De retour à Lavilledieu, Hervé Joncour n’osa pas tout de suite retourner sur la tombe d’Hélène. Pendant plusieurs jours, il resta chez lui, à réfléchir. Assis devant son parc, il tournait et retournait entre ses doigts cette enveloppe de couleur moutarde. Jamais il n’osa l’ouvrir. Il ne savait que penser. Il imaginait Hélène écrire cette lettre, la lire à Madame Blanche. Il entendait sa voix réciter les sept pages de cette lettre, sa voix douce qui résonnait maintenant dans son esprit comme une véritable torture.

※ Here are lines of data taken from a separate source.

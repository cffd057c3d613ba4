//! Data models for addrmap-app

pub mod map;
pub mod registration_session;

pub use map::{MapViewState, Marker, RecordListEntry, Region};
pub use registration_session::{RegistrationSession, RegistrationState, StateTransition};
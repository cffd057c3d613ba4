//! Map sync controller
//!
//! Keeps the marker set in line with the persisted collection. The controller
//! never diffs: on initial activation and on every return to the map it loads
//! the whole collection and replaces its list. A failing load shows no
//! markers instead of blocking the view.

use crate::models::{MapViewState, Marker, RecordListEntry, Region};
use crate::services::location::LocationProvider;
use addrmap_common::events::{AppEvent, EventBus, View};
use addrmap_common::{Coordinate, KeyValueStore, RecordStore, UserRecord};
use std::sync::Arc;
use tokio::sync::broadcast::error::RecvError;
use tokio::sync::Mutex;
use tokio::task::JoinHandle;
use tracing::{debug, info, warn};

/// Map-side state: records, device position and camera
pub struct MapSyncController<S> {
    pub(crate) store: RecordStore<S>,
    pub(crate) records: Vec<UserRecord>,
    pub(crate) event_bus: Option<EventBus>,
    position: Option<Result<Coordinate, String>>,
    viewport: Option<Region>,
    zoom_delta: f64,
    reload_count: u64,
}

impl<S: KeyValueStore> MapSyncController<S> {
    /// `zoom_delta` is the camera span used by every centering command
    pub fn new(store: RecordStore<S>, zoom_delta: f64) -> Self {
        Self {
            store,
            records: Vec::new(),
            event_bus: None,
            position: None,
            viewport: None,
            zoom_delta,
            reload_count: 0,
        }
    }

    /// Publish deletion events on `bus`
    pub fn with_event_bus(mut self, bus: EventBus) -> Self {
        self.event_bus = Some(bus);
        self
    }

    /// Initial mount: read the device position, place the camera, load records
    pub async fn activate(&mut self, location: &dyn LocationProvider) {
        match location.current_position().await {
            Ok(position) => {
                info!(
                    latitude = position.latitude,
                    longitude = position.longitude,
                    "Device position acquired"
                );
                self.viewport = Some(Region::around(position, self.zoom_delta));
                self.position = Some(Ok(position));
            }
            Err(message) => {
                warn!(error = %message, "Device position unavailable");
                self.position = Some(Err(message));
            }
        }

        self.reload().await;
    }

    /// Replace the in-memory list with the persisted collection
    ///
    /// Returns the number of records now held.
    pub async fn reload(&mut self) -> usize {
        self.records = self.store.load_or_empty().await;
        self.reload_count += 1;
        debug!(
            count = self.records.len(),
            reload = self.reload_count,
            "Map records reloaded"
        );
        self.records.len()
    }

    /// The map became the active view again
    pub async fn on_focus(&mut self) {
        self.reload().await;
    }

    /// React to lifecycle events; only map activation matters here
    pub async fn handle_event(&mut self, event: &AppEvent) {
        if event.activates(View::Map) {
            self.on_focus().await;
        }
    }

    pub fn records(&self) -> &[UserRecord] {
        &self.records
    }

    /// Number of reloads performed so far
    pub fn reload_count(&self) -> u64 {
        self.reload_count
    }

    /// One marker per record, in collection order
    pub fn markers(&self) -> Vec<Marker> {
        self.records.iter().map(Marker::from_record).collect()
    }

    /// "You are here" marker
    pub fn position_marker(&self) -> Option<Marker> {
        match &self.position {
            Some(Ok(position)) => Some(Marker {
                title: "You are here".to_string(),
                description: String::new(),
                coordinate: *position,
            }),
            _ => None,
        }
    }

    pub fn viewport(&self) -> Option<Region> {
        self.viewport
    }

    pub fn view_state(&self) -> MapViewState {
        match &self.position {
            None => MapViewState::Loading,
            Some(Err(message)) => MapViewState::LocationError(message.clone()),
            Some(Ok(_)) => MapViewState::Ready,
        }
    }

    /// Rows for the record list, tap to focus, trash to delete
    pub fn record_list(&self) -> Vec<RecordListEntry> {
        self.records
            .iter()
            .enumerate()
            .map(|(index, record)| RecordListEntry {
                index,
                name: record.name.clone(),
            })
            .collect()
    }

    /// Center the camera on a point with the fixed zoom span
    pub fn focus_on(&mut self, latitude: f64, longitude: f64) {
        self.viewport = Some(Region::around(
            Coordinate {
                latitude,
                longitude,
            },
            self.zoom_delta,
        ));
        debug!(latitude, longitude, "Camera centered");
    }

    /// Center on the record at `index`; false if there is no such record
    pub fn select(&mut self, index: usize) -> bool {
        let Some(record) = self.records.get(index) else {
            return false;
        };
        let (latitude, longitude) = (record.latitude, record.longitude);
        self.focus_on(latitude, longitude);
        true
    }
}

/// Live subscription feeding map activation events to a controller
///
/// Dropping it stops the listener.
pub struct FocusSubscription {
    handle: JoinHandle<()>,
}

impl FocusSubscription {
    pub fn unsubscribe(self) {
        self.handle.abort();
    }

    pub fn is_active(&self) -> bool {
        !self.handle.is_finished()
    }
}

impl Drop for FocusSubscription {
    fn drop(&mut self) {
        self.handle.abort();
    }
}

/// Reload `controller` every time the map view becomes active on `bus`
pub fn subscribe_focus<S>(
    controller: Arc<Mutex<MapSyncController<S>>>,
    bus: &EventBus,
) -> FocusSubscription
where
    S: KeyValueStore + 'static,
{
    let mut rx = bus.subscribe();

    let handle = tokio::spawn(async move {
        loop {
            match rx.recv().await {
                Ok(event) => controller.lock().await.handle_event(&event).await,
                Err(RecvError::Lagged(skipped)) => {
                    // A missed activation is possible; reloading is always safe
                    warn!(skipped, "Focus listener lagged, reloading");
                    controller.lock().await.on_focus().await;
                }
                Err(RecvError::Closed) => break,
            }
        }
        debug!("Focus listener stopped");
    });

    FocusSubscription { handle }
}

Il ne savait pas s’il lui en voulait ou s’il il s’en voulait à lui même. Ou peut-être même qu’il en voulait à Baldabiou. Peut-être qu’il lui en voulait de l’avoir fait aller là bas, à la recherche de vers à soie. Qu’il regrettait d’avoir rencontré cette jeune fille dont il n’avait même jamais entendu le son de sa voix. Mais au fond il savait que ce n’était pas vrai. 

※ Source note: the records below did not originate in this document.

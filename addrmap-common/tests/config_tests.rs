//! Configuration loading and root folder resolution
//!
//! Tests touching ADDRMAP_ROOT_FOLDER are #[serial] so they do not race on
//! the process environment.

use addrmap_common::config::{
    load_toml_config, CompiledDefaults, RootFolderInitializer, RootFolderResolver, TomlConfig,
    DEFAULT_GEOCODER_URL, ROOT_FOLDER_ENV,
};
use serial_test::serial;
use std::env;
use std::path::PathBuf;
use tempfile::TempDir;

#[test]
fn test_compiled_defaults_for_current_platform() {
    let defaults = CompiledDefaults::for_current_platform();
    assert!(!defaults.root_folder.as_os_str().is_empty());
    assert_eq!(defaults.log_level, "info");
}

#[test]
#[serial]
fn test_resolver_with_no_overrides_uses_default() {
    env::remove_var(ROOT_FOLDER_ENV);

    let root = RootFolderResolver::new().resolve();
    assert_eq!(root, CompiledDefaults::for_current_platform().root_folder);
}

#[test]
#[serial]
fn test_resolver_priority_order() {
    env::remove_var(ROOT_FOLDER_ENV);

    let toml = TomlConfig {
        root_folder: Some(PathBuf::from("/tmp/addrmap-from-toml")),
        ..TomlConfig::default()
    };

    // TOML beats the compiled default
    let root = RootFolderResolver::new().with_toml(&toml).resolve();
    assert_eq!(root, PathBuf::from("/tmp/addrmap-from-toml"));

    // Environment beats TOML
    env::set_var(ROOT_FOLDER_ENV, "/tmp/addrmap-from-env");
    let root = RootFolderResolver::new().with_toml(&toml).resolve();
    assert_eq!(root, PathBuf::from("/tmp/addrmap-from-env"));

    // CLI beats everything
    let root = RootFolderResolver::new()
        .with_toml(&toml)
        .with_cli_arg(Some(PathBuf::from("/tmp/addrmap-from-cli")))
        .resolve();
    assert_eq!(root, PathBuf::from("/tmp/addrmap-from-cli"));

    env::remove_var(ROOT_FOLDER_ENV);
}

#[test]
fn test_missing_config_file_yields_defaults() {
    let dir = TempDir::new().unwrap();
    let config = load_toml_config(&dir.path().join("absent.toml")).unwrap();

    assert_eq!(config, TomlConfig::default());
    assert_eq!(config.geocoder.base_url, DEFAULT_GEOCODER_URL);
    assert_eq!(config.geocoder.rate_limit_ms, 1000);
    assert_eq!(config.map.zoom_delta, 0.01);
    assert!(config.location.is_none());
}

#[test]
fn test_partial_config_keeps_defaults_for_missing_keys() {
    let dir = TempDir::new().unwrap();
    let path = dir.path().join("config.toml");
    std::fs::write(
        &path,
        r#"
root_folder = "/data/addrmap"

[geocoder]
base_url = "http://localhost:8080"

[location]
latitude = -23.55
longitude = -46.63
"#,
    )
    .unwrap();

    let config = load_toml_config(&path).unwrap();
    assert_eq!(config.root_folder, Some(PathBuf::from("/data/addrmap")));
    assert_eq!(config.geocoder.base_url, "http://localhost:8080");
    assert_eq!(config.geocoder.timeout_secs, 30);
    assert_eq!(config.logging.level, "info");

    let location = config.location.unwrap();
    assert_eq!(location.latitude, -23.55);
    assert_eq!(location.longitude, -46.63);
}

#[test]
fn test_malformed_config_is_an_error() {
    let dir = TempDir::new().unwrap();
    let path = dir.path().join("config.toml");
    std::fs::write(&path, "root_folder = [").unwrap();

    assert!(load_toml_config(&path).is_err());
}

#[test]
fn test_non_positive_zoom_delta_is_rejected() {
    let dir = TempDir::new().unwrap();
    let path = dir.path().join("config.toml");
    std::fs::write(&path, "[map]\nzoom_delta = 0.0\n").unwrap();

    assert!(load_toml_config(&path).is_err());
}

#[test]
fn test_initializer_creates_nested_root() {
    let dir = TempDir::new().unwrap();
    let root = dir.path().join("a").join("b");

    let initializer = RootFolderInitializer::new(root.clone());
    initializer.ensure_directory_exists().unwrap();

    assert!(root.is_dir());
    assert_eq!(initializer.store_path(), root.join("store"));
}
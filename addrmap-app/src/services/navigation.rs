//! Minimal view stack
//!
//! Turns "go back" requests into "view became active" announcements so the
//! map can reload without knowing who sent the user back.

use addrmap_common::events::{AppEvent, EventBus, View};
use tracing::debug;

pub struct Navigator {
    stack: Vec<View>,
    bus: EventBus,
}

impl Navigator {
    /// Start on `root` and announce it as active
    pub fn new(root: View, bus: EventBus) -> Self {
        bus.emit_lossy(AppEvent::view_activated(root));
        Self {
            stack: vec![root],
            bus,
        }
    }

    pub fn current(&self) -> View {
        // The root is never popped
        self.stack[self.stack.len() - 1]
    }

    /// Push `view` and announce it
    pub fn navigate(&mut self, view: View) {
        self.stack.push(view);
        debug!(?view, depth = self.stack.len(), "Navigated");
        self.bus.emit_lossy(AppEvent::view_activated(view));
    }

    /// Pop the current view and re-announce the one below; no-op at the root
    pub fn back(&mut self) -> View {
        if self.stack.len() > 1 {
            self.stack.pop();
            let view = self.current();
            debug!(?view, "Navigated back");
            self.bus.emit_lossy(AppEvent::view_activated(view));
        }
        self.current()
    }

    /// Honour `NavigateBack` requests coming from the top view
    pub fn handle_event(&mut self, event: &AppEvent) {
        if let AppEvent::NavigateBack { from, .. } = event {
            if *from == self.current() {
                self.back();
            }
        }
    }
}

S’il regrettait bien une chose, c’était la mort d’Hélène. Il aurait aimé pouvoir lui demander comment elle l’avait découvert, pourquoi elle ne lui avait rien dit. Il aurait aimé savoir pourquoi elle avait écrit cette lettre. Mais à ces questions, il savait qu’il n’aurait jamais de réponses. 

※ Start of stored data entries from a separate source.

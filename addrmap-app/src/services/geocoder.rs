//! Address geocoding
//!
//! [`Geocoder`] turns a composed address line into zero or more coordinate
//! candidates. An empty answer is not an error here; the registration
//! workflow decides what "no match" means for the user.
//!
//! [`NominatimGeocoder`] talks to an OpenStreetMap Nominatim instance and
//! spaces its requests to respect the service's usage policy.

use addrmap_common::config::GeocoderConfig;
use addrmap_common::Coordinate;
use async_trait::async_trait;
use serde::Deserialize;
use std::time::Duration;
use thiserror::Error;

/// Geocoding errors
#[derive(Debug, Clone, PartialEq, Error)]
pub enum GeocodeError {
    /// The address resolved to zero candidates
    #[error("Address not found: {0}")]
    NoMatch(String),

    /// Transport or backend failure
    #[error("Geocoding service failure: {0}")]
    ServiceFailure(String),
}

/// Address resolution service
#[async_trait]
pub trait Geocoder: Send + Sync {
    /// Resolve `address_line` to candidates, best match first
    async fn geocode(&self, address_line: &str) -> Result<Vec<Coordinate>, GeocodeError>;
}

/// One entry of a Nominatim `/search` response
///
/// Nominatim sends coordinates as decimal strings.
#[derive(Debug, Clone, Deserialize)]
pub struct NominatimPlace {
    pub lat: String,
    pub lon: String,
    #[serde(default)]
    pub display_name: Option<String>,
}

/// Unkeyed limiter shared by all calls on one geocoder
type DirectRateLimiter = governor::RateLimiter<
    governor::state::NotKeyed,
    governor::state::InMemoryState,
    governor::clock::DefaultClock,
>;

/// Limiter allowing one request per `min_interval_ms`; `None` when zero
fn request_limiter(min_interval_ms: u64) -> Option<DirectRateLimiter> {
    governor::Quota::with_period(Duration::from_millis(min_interval_ms))
        .map(governor::RateLimiter::direct)
}

/// Nominatim geocoding client
pub struct NominatimGeocoder {
    http_client: reqwest::Client,
    rate_limiter: Option<DirectRateLimiter>,
    base_url: String,
    max_candidates: u32,
}

impl NominatimGeocoder {
    pub fn new(config: &GeocoderConfig) -> Result<Self, GeocodeError> {
        let http_client = reqwest::Client::builder()
            .user_agent(config.user_agent.as_str())
            .timeout(Duration::from_secs(config.timeout_secs))
            .build()
            .map_err(|e| GeocodeError::ServiceFailure(e.to_string()))?;

        Ok(Self {
            http_client,
            rate_limiter: request_limiter(config.rate_limit_ms),
            base_url: config.base_url.trim_end_matches('/').to_string(),
            max_candidates: config.max_candidates.max(1),
        })
    }
}

#[async_trait]
impl Geocoder for NominatimGeocoder {
    async fn geocode(&self, address_line: &str) -> Result<Vec<Coordinate>, GeocodeError> {
        if let Some(limiter) = &self.rate_limiter {
            limiter.until_ready().await;
        }

        let url = format!("{}/search", self.base_url);
        let limit = self.max_candidates.to_string();

        tracing::debug!(address = %address_line, url = %url, "Querying geocoder");

        let response = self
            .http_client
            .get(&url)
            .query(&[
                ("q", address_line),
                ("format", "json"),
                ("limit", limit.as_str()),
            ])
            .send()
            .await
            .map_err(|e| GeocodeError::ServiceFailure(e.to_string()))?;

        let status = response.status();
        if !status.is_success() {
            let error_text = response.text().await.unwrap_or_default();
            return Err(GeocodeError::ServiceFailure(format!(
                "HTTP {}: {}",
                status.as_u16(),
                error_text
            )));
        }

        let places: Vec<NominatimPlace> = response
            .json()
            .await
            .map_err(|e| GeocodeError::ServiceFailure(format!("Invalid response: {}", e)))?;

        let candidates = parse_candidates(&places)?;

        tracing::info!(
            address = %address_line,
            candidates = candidates.len(),
            best = %places.first().and_then(|p| p.display_name.as_deref()).unwrap_or("-"),
            "Geocoded address"
        );

        Ok(candidates)
    }
}

/// Convert Nominatim places to validated coordinates, keeping order
pub fn parse_candidates(places: &[NominatimPlace]) -> Result<Vec<Coordinate>, GeocodeError> {
    places
        .iter()
        .map(|place| {
            let latitude: f64 = place.lat.trim().parse().map_err(|_| {
                GeocodeError::ServiceFailure(format!("Bad latitude {:?}", place.lat))
            })?;
            let longitude: f64 = place.lon.trim().parse().map_err(|_| {
                GeocodeError::ServiceFailure(format!("Bad longitude {:?}", place.lon))
            })?;
            Coordinate::new(latitude, longitude)
                .map_err(|e| GeocodeError::ServiceFailure(e.to_string()))
        })
        .collect()
}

Une semaine plus tard, Hervé Joncour osa enfin aller voir Hélène. Les mots de Madame Blanche résonnaient en boucle dans son esprit: « Cette lettre, c’est Hélène qui l’a écrite ». Il était partagé. Il aurait voulu dire à Hélène qu’il était désolé. Désolé de l’avoir trahie, d’en avoir aimé une autre. Mais il aurait aussi voulu lui dire que lui aussi, il aurait aimé qu’elle soit cette femme. Qu’il aurait aimé qu’elle ait ses yeux qui n’avaient pas une forme orientale et son visage semblable à celui d’une jeune fille. Qu’il aurait aimé la désirer comme il l’avait désirée, elle. Mais il savait que cela aurait été impossible.

Alors Hervé Joncour resta silencieux.

Il regarda la tombe d’Hélène où était gravé le seul et unique mot :

« Hélas« ,

et il pleura. 

Hervé Joncour pensa qu’il n’aurait pas fallu que quelqu’un le voie dans cet état. Mais il pensa aussi que maintenant plus rien n’importait, qu’il ne reverrait plus jamais les deux femmes qu’il avait aimées.

Il resta là pendant plusieurs heures,

silencieux, debout

devant cette tombe, en pleurs.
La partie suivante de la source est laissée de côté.